Task requirements - Where the records hold the string "Some", show the whole line it sits on.

(Stored data entries)
=-=-=
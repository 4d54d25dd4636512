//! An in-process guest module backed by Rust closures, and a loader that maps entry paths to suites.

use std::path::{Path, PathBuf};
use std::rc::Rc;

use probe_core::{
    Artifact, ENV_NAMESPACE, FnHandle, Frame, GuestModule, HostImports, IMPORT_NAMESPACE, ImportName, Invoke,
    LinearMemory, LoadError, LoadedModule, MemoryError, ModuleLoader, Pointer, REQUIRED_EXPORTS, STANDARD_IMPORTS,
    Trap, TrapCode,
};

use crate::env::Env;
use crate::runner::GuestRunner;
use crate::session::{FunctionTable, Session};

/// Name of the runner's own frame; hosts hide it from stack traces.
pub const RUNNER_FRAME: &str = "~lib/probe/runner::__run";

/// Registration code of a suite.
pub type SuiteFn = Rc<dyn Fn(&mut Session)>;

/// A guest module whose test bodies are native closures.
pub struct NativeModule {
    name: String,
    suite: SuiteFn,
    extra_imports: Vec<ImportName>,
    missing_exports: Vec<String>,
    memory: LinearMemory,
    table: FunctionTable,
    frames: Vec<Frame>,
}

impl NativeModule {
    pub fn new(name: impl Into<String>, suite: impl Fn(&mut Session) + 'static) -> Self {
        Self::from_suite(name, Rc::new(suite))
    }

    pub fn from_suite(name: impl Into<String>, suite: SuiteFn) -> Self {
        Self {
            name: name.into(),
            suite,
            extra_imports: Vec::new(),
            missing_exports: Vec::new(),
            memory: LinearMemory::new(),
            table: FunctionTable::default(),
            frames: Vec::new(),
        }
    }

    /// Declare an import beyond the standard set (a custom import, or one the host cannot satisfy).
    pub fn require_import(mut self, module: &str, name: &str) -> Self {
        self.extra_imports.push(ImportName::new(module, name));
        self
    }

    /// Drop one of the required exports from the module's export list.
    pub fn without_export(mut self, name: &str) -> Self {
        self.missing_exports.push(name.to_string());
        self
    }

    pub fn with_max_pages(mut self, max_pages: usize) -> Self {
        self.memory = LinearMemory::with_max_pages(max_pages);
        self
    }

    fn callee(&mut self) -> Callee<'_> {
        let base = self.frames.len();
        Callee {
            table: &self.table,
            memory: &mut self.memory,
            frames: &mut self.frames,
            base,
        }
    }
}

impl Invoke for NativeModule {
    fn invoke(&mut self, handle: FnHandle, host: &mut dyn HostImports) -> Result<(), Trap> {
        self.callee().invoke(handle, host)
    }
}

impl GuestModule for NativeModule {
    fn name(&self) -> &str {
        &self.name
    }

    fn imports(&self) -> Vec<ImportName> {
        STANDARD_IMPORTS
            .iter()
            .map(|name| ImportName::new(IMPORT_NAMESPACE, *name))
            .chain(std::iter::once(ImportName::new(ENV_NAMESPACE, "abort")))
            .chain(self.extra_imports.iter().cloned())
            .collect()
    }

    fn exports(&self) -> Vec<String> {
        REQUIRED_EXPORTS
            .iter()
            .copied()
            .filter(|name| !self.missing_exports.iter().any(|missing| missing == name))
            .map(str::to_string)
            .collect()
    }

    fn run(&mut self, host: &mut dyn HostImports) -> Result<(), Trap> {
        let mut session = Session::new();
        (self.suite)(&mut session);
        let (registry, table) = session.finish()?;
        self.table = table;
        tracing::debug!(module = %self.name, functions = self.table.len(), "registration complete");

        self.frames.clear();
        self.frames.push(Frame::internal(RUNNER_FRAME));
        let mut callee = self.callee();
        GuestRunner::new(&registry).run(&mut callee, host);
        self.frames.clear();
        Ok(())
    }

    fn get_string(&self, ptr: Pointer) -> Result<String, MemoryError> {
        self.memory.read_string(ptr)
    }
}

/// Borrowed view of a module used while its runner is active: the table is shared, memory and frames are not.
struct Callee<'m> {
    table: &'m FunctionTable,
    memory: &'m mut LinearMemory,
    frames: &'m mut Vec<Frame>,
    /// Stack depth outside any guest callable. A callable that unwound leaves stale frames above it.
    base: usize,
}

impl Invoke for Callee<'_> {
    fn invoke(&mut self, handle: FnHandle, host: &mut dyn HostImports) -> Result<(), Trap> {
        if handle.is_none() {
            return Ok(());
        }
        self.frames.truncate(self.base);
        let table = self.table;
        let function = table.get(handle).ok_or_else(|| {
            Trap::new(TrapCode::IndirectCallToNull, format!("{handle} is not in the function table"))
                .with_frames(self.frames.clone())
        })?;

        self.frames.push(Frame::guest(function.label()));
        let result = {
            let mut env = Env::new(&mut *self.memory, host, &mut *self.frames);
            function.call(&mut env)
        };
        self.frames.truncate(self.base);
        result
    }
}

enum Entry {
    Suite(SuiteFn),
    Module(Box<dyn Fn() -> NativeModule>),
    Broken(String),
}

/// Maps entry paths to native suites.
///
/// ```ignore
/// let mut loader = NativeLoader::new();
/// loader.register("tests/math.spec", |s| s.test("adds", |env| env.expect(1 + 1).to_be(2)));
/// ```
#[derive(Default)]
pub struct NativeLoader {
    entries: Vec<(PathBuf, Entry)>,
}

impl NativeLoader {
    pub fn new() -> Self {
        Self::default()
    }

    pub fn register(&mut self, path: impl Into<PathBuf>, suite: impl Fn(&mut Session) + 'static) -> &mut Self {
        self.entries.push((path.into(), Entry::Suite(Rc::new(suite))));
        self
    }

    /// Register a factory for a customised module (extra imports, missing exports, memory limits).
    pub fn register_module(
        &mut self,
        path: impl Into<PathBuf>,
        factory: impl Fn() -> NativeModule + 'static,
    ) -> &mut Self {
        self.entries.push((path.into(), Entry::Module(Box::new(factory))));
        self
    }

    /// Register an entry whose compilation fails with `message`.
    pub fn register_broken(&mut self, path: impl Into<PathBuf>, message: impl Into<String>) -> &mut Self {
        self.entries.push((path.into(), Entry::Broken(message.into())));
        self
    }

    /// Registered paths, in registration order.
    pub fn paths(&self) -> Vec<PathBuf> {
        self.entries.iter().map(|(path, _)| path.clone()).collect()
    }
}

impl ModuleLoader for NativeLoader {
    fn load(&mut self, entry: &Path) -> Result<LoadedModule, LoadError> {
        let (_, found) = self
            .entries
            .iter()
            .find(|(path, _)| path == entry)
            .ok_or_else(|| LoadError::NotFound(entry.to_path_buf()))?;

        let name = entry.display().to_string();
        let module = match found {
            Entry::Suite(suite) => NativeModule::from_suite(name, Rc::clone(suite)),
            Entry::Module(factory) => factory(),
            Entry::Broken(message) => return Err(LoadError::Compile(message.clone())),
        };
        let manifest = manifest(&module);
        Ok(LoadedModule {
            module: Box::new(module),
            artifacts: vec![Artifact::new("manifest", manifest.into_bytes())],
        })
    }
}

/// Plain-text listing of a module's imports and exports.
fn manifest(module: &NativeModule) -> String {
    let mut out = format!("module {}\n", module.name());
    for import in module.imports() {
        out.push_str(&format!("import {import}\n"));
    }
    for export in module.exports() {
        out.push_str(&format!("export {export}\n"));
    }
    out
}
=-=-=
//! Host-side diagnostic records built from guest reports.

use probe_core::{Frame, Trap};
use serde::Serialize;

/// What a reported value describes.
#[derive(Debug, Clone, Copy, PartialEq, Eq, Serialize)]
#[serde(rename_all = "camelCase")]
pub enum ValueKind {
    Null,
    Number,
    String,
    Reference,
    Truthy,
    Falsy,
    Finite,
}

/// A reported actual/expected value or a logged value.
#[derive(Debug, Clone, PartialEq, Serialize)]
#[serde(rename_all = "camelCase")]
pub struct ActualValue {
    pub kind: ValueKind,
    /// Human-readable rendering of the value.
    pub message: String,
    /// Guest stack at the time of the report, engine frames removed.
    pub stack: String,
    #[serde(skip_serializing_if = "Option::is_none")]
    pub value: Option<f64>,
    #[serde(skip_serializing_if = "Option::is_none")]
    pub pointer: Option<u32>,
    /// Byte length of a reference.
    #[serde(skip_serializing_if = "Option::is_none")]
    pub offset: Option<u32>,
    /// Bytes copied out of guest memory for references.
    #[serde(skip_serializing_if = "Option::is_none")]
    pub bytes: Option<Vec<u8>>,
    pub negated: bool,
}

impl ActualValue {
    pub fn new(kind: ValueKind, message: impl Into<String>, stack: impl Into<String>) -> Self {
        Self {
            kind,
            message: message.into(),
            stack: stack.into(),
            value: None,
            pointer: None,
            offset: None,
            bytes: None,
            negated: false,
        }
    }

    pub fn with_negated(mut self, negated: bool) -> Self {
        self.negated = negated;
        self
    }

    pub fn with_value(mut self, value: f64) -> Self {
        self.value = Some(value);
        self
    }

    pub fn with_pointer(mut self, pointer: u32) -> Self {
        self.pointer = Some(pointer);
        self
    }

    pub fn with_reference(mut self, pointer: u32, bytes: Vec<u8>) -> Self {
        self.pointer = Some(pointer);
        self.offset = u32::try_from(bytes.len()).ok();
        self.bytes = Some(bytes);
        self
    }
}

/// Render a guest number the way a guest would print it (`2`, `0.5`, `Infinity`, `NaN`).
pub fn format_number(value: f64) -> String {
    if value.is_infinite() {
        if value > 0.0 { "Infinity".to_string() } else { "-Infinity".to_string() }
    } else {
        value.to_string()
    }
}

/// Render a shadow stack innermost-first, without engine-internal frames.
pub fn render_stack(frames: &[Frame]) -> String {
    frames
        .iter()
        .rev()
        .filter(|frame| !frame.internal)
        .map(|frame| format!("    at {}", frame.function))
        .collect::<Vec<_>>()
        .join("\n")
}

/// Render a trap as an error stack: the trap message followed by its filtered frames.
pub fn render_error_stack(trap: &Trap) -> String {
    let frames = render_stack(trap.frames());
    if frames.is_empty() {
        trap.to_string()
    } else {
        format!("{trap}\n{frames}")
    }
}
=-=-=
Response below -
        self.value = Some(value);
        self.pointer = Some(pointer);
        self.pointer = Some(pointer);
        self.bytes = Some(bytes);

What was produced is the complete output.